Inamovilidad es conformismo, es cobardía y es no saber disfrutar de las buenas
tormentas, de los temporales de olas, si no ir al estanque de forma mediocre a
ver la balsa de aceite que cada mañana se despierta igual.
Leyendo a Ángel Gabilondo encontré una reflexión
interesante acerca de las relaciones de pareja. Venía a hacer un símil con el
acto de nadar. A menudo buscamos comparar el amor con volar con otra persona,
con la magia, y desde luego parte de ello tiene, sobre todo el enamoramiento más
que el amor propiamente dicho. Pero el día a día, el amor, el quererse, pasa por mimar el presente. No vivir de
rentas de un pasado mejor ni de sueños o inciertas intuiciones de futuro.
Cuando uno nada no está por encima del agua, está EN el agua, se introduce en ella.
En el agua uno tiene que estar permanentemente en movimiento para no hundirse,
igual que en las parejas, cuya relación debe mimarse día a día y no a
trompicones con viajes o planes de futuro que intenten mejorar etapas pasadas
más grises. Me pareció una metáfora sublime que invita a vivir el presente.
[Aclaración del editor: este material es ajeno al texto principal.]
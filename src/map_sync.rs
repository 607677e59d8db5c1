//! Lock-free atomic cell over [`TrieMap`] snapshots.

#![allow(unsafe_code)]

use std::fmt;
use std::hash::Hash;
use std::sync::atomic::{AtomicUsize, Ordering};
use std::sync::{Arc, Mutex, PoisonError};

use crossbeam_epoch::{self as epoch, Atomic, Owned};
use crossbeam_utils::Backoff;

use crate::change::{self, Change, ChangeEvent, Patch, ValueEq};
use crate::tracked::TrackedMap;
use crate::{TrieError, TrieMap, TrieMapBuilder};

/// Identifies a subscription handed out by [`AtomMap::subscribe`].
#[derive(Debug, Clone, Copy, PartialEq, Eq)]
pub struct SubscriptionId(usize);

type Subscriber<K, V> = Arc<dyn Fn(&ChangeEvent<K, V>) + Send + Sync>;

/// A thread-safe mutable cell holding one [`TrieMap`] snapshot.
///
/// Every mutation is a compare-and-swap retry loop: read the snapshot,
/// apply the pure operation, attempt to publish. Lost races recompute the
/// whole step against the fresh snapshot, so caller-supplied transforms
/// must be pure and cheap — they may run more than once under contention.
/// Retries are unbounded; under pathological write contention a single
/// call can spin indefinitely. Callers wanting bounded retry must wrap the
/// call externally.
///
/// Reads never block and always observe a fully published snapshot.
/// Replaced snapshots are reclaimed through the epoch collector once no
/// reader can still hold them.
///
/// A value-equality strategy fixed at construction decides whether a write
/// counts as a change: writing an equal value publishes nothing and
/// notifies nobody.
pub struct AtomMap<K: 'static, V: 'static> {
    slot: Atomic<TrieMap<K, V>>,
    eq: ValueEq<V>,
    subscribers: Mutex<Vec<(usize, Subscriber<K, V>)>>,
    next_subscriber: AtomicUsize,
}

// ---------------------------------------------------------------------------
// Construction
// ---------------------------------------------------------------------------

impl<K: 'static, V: 'static> AtomMap<K, V> {
    /// Creates an empty cell, comparing values with `PartialEq`.
    #[must_use]
    pub fn new() -> Self
    where
        V: PartialEq + 'static,
    {
        Self::from_map(TrieMap::new())
    }

    /// Creates a cell seeded with `map`, comparing values with `PartialEq`.
    #[must_use]
    pub fn from_map(map: TrieMap<K, V>) -> Self
    where
        V: PartialEq + 'static,
    {
        Self::with_equality(map, |a: &V, b: &V| a == b)
    }

    /// Creates a cell seeded with `map` and an explicit value-equality
    /// strategy used to decide whether a write is a change.
    pub fn with_equality(map: TrieMap<K, V>, eq: impl Fn(&V, &V) -> bool + Send + Sync + 'static) -> Self {
        Self {
            slot: Atomic::new(map),
            eq: Arc::new(eq),
            subscribers: Mutex::new(Vec::new()),
            next_subscriber: AtomicUsize::new(0),
        }
    }
}

// ---------------------------------------------------------------------------
// Reads
// ---------------------------------------------------------------------------

impl<K: 'static, V: 'static> AtomMap<K, V> {
    /// Returns the current snapshot. O(1); the snapshot is a full persistent
    /// map, safe to hold indefinitely.
    #[must_use]
    pub fn snapshot(&self) -> TrieMap<K, V> {
        let guard = epoch::pin();
        let shared = self.slot.load(Ordering::Acquire, &guard);
        // SAFETY: the slot always holds a snapshot published by construction
        // or a successful CAS, and the pinned guard keeps it alive.
        unsafe { shared.deref() }.clone()
    }

    /// Returns the number of entries in the current snapshot.
    #[must_use]
    pub fn len(&self) -> usize {
        let guard = epoch::pin();
        let shared = self.slot.load(Ordering::Acquire, &guard);
        // SAFETY: see `snapshot`.
        unsafe { shared.deref() }.len()
    }

    /// Returns `true` if the current snapshot is empty.
    #[must_use]
    pub fn is_empty(&self) -> bool {
        self.len() == 0
    }
}

impl<K: Hash + Eq + 'static, V: 'static> AtomMap<K, V> {
    /// Returns a clone of the value under `key` in the current snapshot.
    #[must_use]
    pub fn get(&self, key: &K) -> Option<V>
    where
        V: Clone,
    {
        let guard = epoch::pin();
        let shared = self.slot.load(Ordering::Acquire, &guard);
        // SAFETY: see `snapshot`.
        unsafe { shared.deref() }.get(key).cloned()
    }

    /// Returns `true` if the current snapshot contains `key`.
    #[must_use]
    pub fn contains_key(&self, key: &K) -> bool {
        let guard = epoch::pin();
        let shared = self.slot.load(Ordering::Acquire, &guard);
        // SAFETY: see `snapshot`.
        unsafe { shared.deref() }.contains_key(key)
    }
}

// ---------------------------------------------------------------------------
// CAS core
// ---------------------------------------------------------------------------

impl<K: 'static, V: 'static> AtomMap<K, V> {
    /// The retry loop shared by every mutator.
    ///
    /// `compute` maps the current snapshot to `Ok(None)` (no-op: return the
    /// snapshot unchanged, publish nothing) or `Ok(Some((next, patch)))`.
    /// Errors abort immediately — contention cannot resolve them.
    fn update_slot<F>(&self, compute: F) -> Result<TrieMap<K, V>, TrieError>
    where
        F: Fn(&TrieMap<K, V>) -> Result<Option<(TrieMap<K, V>, Patch<K, V>)>, TrieError>,
    {
        let backoff = Backoff::new();
        let guard = epoch::pin();
        loop {
            let shared = self.slot.load(Ordering::Acquire, &guard);
            // SAFETY: the slot always holds a published snapshot and the
            // pinned guard keeps it alive across this iteration.
            let current = unsafe { shared.deref() };

            let Some((next, patch)) = compute(current)? else {
                return Ok(current.clone());
            };

            let previous = current.clone();
            let published = next.clone();
            match self.slot.compare_exchange(
                shared,
                Owned::new(next),
                Ordering::AcqRel,
                Ordering::Acquire,
                &guard,
            ) {
                Ok(_) => {
                    // SAFETY: the old snapshot is now unreachable from the
                    // slot; destruction is deferred until every pinned
                    // reader has moved past this epoch.
                    unsafe { guard.defer_destroy(shared) };
                    self.notify(&ChangeEvent {
                        previous,
                        current: published.clone(),
                        patch,
                    });
                    return Ok(published);
                }
                Err(_) => backoff.spin(),
            }
        }
    }

    fn notify(&self, event: &ChangeEvent<K, V>) {
        let subscribers: Vec<Subscriber<K, V>> = {
            let registry = self
                .subscribers
                .lock()
                .unwrap_or_else(PoisonError::into_inner);
            registry.iter().map(|(_, f)| Arc::clone(f)).collect()
        };
        for subscriber in subscribers {
            subscriber(event);
        }
    }
}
Pero no como un irresponsable carpe diem, si no entendiendo el concepto ‘mortal’ más allá de que nos vamos a
morir algún día, como lo que es: hacer de cada momento la irrepetibilidad de
lo vivido.
A mis 25 años, le declaro la guerra a vivir pensando en el viernes, o
en las vacaciones. A pensar que el único sentido que tiene mi mes laboral es el
día que me ingresan la nómina. A mi edad es demasiado mediocre, no he nacido
para conformarme con la tranquilidad de la balsa
de aceite. Es momento de que pasen cosas, de ser valiente. Elijo elegir. Elijo ser dueño de
las bofetadas que me pueda dar, antes de que me las dé una mano ajena, o que me
sean dadas con carácter retroactivo. Mi
éxito probablemente no pasa por ser internship, junior, senior y socio, ni
vestir corbatas de la via Condotti de Roma, ni asistir a comidas sobre cosas
que “no me ponen” para poder obtener “algo que no he soñado”. Mi verdadero triunfo,
el sueño que he ido forjando a lo largo de estos años de educación y de ir
madurando es poder algún día decir que he hecho en vida lo que he querido.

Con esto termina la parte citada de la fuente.